» TASK OBJECTIVE
Transcribe, word for word and without additions, each line below from the one containing "pub fn published_deposit_tx(&self)" through the one containing "pub fn record(&self)", both ends included.

Stored items
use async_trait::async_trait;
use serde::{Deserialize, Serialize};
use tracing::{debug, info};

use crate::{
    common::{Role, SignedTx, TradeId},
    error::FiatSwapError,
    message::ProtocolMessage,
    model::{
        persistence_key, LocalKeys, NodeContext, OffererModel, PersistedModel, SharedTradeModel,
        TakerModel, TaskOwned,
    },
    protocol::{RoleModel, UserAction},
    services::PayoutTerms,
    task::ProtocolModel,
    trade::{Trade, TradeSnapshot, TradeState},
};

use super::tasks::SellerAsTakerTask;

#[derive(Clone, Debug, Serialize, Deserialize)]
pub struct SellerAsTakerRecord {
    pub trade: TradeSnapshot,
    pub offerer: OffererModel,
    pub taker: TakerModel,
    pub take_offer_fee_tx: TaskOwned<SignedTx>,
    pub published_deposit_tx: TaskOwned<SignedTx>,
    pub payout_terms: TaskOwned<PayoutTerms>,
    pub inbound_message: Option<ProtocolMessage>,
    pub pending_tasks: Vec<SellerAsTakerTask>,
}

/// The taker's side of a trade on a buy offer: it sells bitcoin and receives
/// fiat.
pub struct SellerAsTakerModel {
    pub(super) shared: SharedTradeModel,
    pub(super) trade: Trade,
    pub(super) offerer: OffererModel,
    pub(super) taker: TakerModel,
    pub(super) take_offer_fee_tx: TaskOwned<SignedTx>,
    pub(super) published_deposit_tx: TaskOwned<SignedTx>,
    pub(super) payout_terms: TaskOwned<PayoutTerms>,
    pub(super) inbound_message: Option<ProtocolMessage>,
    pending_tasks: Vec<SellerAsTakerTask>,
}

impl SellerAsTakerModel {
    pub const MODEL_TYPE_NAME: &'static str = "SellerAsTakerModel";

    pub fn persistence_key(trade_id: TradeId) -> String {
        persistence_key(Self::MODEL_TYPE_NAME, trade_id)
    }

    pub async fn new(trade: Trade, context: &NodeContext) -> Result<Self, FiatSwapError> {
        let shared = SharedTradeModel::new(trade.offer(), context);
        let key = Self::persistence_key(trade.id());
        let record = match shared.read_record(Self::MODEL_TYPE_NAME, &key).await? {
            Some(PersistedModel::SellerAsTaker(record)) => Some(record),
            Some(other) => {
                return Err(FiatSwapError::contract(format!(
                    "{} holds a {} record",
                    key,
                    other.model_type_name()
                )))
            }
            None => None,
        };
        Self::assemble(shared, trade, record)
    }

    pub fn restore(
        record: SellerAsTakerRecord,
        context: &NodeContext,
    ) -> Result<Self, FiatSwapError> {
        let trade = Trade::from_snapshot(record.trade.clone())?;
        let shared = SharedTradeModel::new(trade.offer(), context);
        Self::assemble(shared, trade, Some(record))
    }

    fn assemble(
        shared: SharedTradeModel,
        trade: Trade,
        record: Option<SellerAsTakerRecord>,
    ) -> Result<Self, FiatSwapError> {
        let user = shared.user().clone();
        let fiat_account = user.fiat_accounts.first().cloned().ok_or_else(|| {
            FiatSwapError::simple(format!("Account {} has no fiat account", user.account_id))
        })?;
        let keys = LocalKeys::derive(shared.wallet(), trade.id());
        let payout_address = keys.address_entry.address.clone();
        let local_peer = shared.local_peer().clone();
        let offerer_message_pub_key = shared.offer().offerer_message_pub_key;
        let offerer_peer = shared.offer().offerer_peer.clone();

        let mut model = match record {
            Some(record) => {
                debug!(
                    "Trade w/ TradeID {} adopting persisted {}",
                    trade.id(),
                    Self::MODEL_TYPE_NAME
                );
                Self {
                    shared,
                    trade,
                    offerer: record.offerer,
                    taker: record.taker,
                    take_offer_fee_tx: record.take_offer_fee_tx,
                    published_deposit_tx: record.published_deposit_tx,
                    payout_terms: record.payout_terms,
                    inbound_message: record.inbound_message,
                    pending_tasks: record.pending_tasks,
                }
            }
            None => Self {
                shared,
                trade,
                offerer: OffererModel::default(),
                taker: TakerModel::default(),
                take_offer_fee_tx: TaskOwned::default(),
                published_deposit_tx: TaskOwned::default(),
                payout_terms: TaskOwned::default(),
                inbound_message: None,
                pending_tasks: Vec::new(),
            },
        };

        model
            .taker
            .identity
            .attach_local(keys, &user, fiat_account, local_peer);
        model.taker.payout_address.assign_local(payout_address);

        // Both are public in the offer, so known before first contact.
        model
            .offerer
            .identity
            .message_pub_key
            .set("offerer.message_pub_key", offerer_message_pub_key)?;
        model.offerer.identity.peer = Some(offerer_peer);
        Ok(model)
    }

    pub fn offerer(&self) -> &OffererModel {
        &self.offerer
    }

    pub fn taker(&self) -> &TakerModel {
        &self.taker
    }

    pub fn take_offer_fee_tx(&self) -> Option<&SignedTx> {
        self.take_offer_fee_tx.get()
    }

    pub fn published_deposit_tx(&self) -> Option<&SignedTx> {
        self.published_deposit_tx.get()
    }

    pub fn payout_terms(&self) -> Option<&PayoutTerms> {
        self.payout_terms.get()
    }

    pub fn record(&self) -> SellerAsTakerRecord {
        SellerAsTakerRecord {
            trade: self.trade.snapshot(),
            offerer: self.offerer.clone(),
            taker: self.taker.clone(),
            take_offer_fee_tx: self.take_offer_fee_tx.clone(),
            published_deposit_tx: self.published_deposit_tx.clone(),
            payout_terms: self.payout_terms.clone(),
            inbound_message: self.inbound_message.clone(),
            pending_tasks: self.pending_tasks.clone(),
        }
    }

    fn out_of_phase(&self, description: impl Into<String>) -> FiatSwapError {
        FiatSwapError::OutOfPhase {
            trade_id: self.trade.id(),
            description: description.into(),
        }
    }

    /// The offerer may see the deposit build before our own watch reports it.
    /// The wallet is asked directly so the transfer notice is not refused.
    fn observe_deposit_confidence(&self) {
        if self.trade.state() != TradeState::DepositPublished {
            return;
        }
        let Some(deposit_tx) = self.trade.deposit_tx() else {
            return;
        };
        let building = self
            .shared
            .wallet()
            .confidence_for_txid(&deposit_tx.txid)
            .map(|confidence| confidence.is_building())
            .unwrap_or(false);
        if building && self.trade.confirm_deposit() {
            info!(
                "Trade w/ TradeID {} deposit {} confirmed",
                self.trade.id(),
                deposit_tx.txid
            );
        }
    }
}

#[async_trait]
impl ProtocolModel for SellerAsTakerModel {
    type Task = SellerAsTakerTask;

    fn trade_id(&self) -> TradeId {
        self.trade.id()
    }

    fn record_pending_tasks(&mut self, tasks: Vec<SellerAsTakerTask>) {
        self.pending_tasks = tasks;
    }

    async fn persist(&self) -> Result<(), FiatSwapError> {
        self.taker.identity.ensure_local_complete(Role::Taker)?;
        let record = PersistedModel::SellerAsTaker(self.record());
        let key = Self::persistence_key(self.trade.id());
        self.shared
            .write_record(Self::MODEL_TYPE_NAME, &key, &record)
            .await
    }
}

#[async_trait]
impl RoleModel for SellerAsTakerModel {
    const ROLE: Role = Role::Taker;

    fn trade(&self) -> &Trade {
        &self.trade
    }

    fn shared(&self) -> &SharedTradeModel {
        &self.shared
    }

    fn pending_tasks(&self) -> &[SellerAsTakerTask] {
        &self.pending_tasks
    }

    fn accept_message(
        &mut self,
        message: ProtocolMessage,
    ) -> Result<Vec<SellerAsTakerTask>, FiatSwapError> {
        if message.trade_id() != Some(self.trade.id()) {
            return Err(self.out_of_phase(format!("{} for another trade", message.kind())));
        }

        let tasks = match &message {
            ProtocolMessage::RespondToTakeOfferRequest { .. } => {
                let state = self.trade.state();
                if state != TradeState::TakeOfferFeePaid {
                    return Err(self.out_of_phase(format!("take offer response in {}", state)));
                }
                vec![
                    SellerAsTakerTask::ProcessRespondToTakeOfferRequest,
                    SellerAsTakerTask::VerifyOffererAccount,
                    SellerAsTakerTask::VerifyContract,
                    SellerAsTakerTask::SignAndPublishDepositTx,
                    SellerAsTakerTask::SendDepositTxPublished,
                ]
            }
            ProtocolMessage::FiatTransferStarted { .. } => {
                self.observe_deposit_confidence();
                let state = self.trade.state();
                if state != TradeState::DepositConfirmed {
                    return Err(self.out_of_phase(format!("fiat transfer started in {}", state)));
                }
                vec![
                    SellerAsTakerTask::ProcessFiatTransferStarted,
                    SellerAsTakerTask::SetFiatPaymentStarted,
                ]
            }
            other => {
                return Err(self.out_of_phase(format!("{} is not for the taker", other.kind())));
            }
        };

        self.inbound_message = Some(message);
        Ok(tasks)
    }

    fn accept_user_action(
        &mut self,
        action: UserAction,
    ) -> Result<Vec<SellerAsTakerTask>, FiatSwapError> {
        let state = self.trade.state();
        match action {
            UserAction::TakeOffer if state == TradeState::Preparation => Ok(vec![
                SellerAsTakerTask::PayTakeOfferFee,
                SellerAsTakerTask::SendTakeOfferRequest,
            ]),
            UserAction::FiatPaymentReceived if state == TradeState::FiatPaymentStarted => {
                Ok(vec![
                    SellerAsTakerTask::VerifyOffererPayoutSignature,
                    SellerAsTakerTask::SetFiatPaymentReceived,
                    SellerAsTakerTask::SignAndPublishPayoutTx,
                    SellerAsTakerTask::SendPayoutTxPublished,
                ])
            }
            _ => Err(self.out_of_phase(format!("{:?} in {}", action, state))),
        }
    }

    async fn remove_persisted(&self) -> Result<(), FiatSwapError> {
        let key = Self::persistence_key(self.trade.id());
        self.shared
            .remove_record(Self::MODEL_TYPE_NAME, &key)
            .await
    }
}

» EXERCISE ANSWER
    pub fn published_deposit_tx(&self) -> Option<&SignedTx> {
        self.published_deposit_tx.get()
    }

    pub fn payout_terms(&self) -> Option<&PayoutTerms> {
        self.payout_terms.get()
    }

    pub fn record(&self) -> SellerAsTakerRecord {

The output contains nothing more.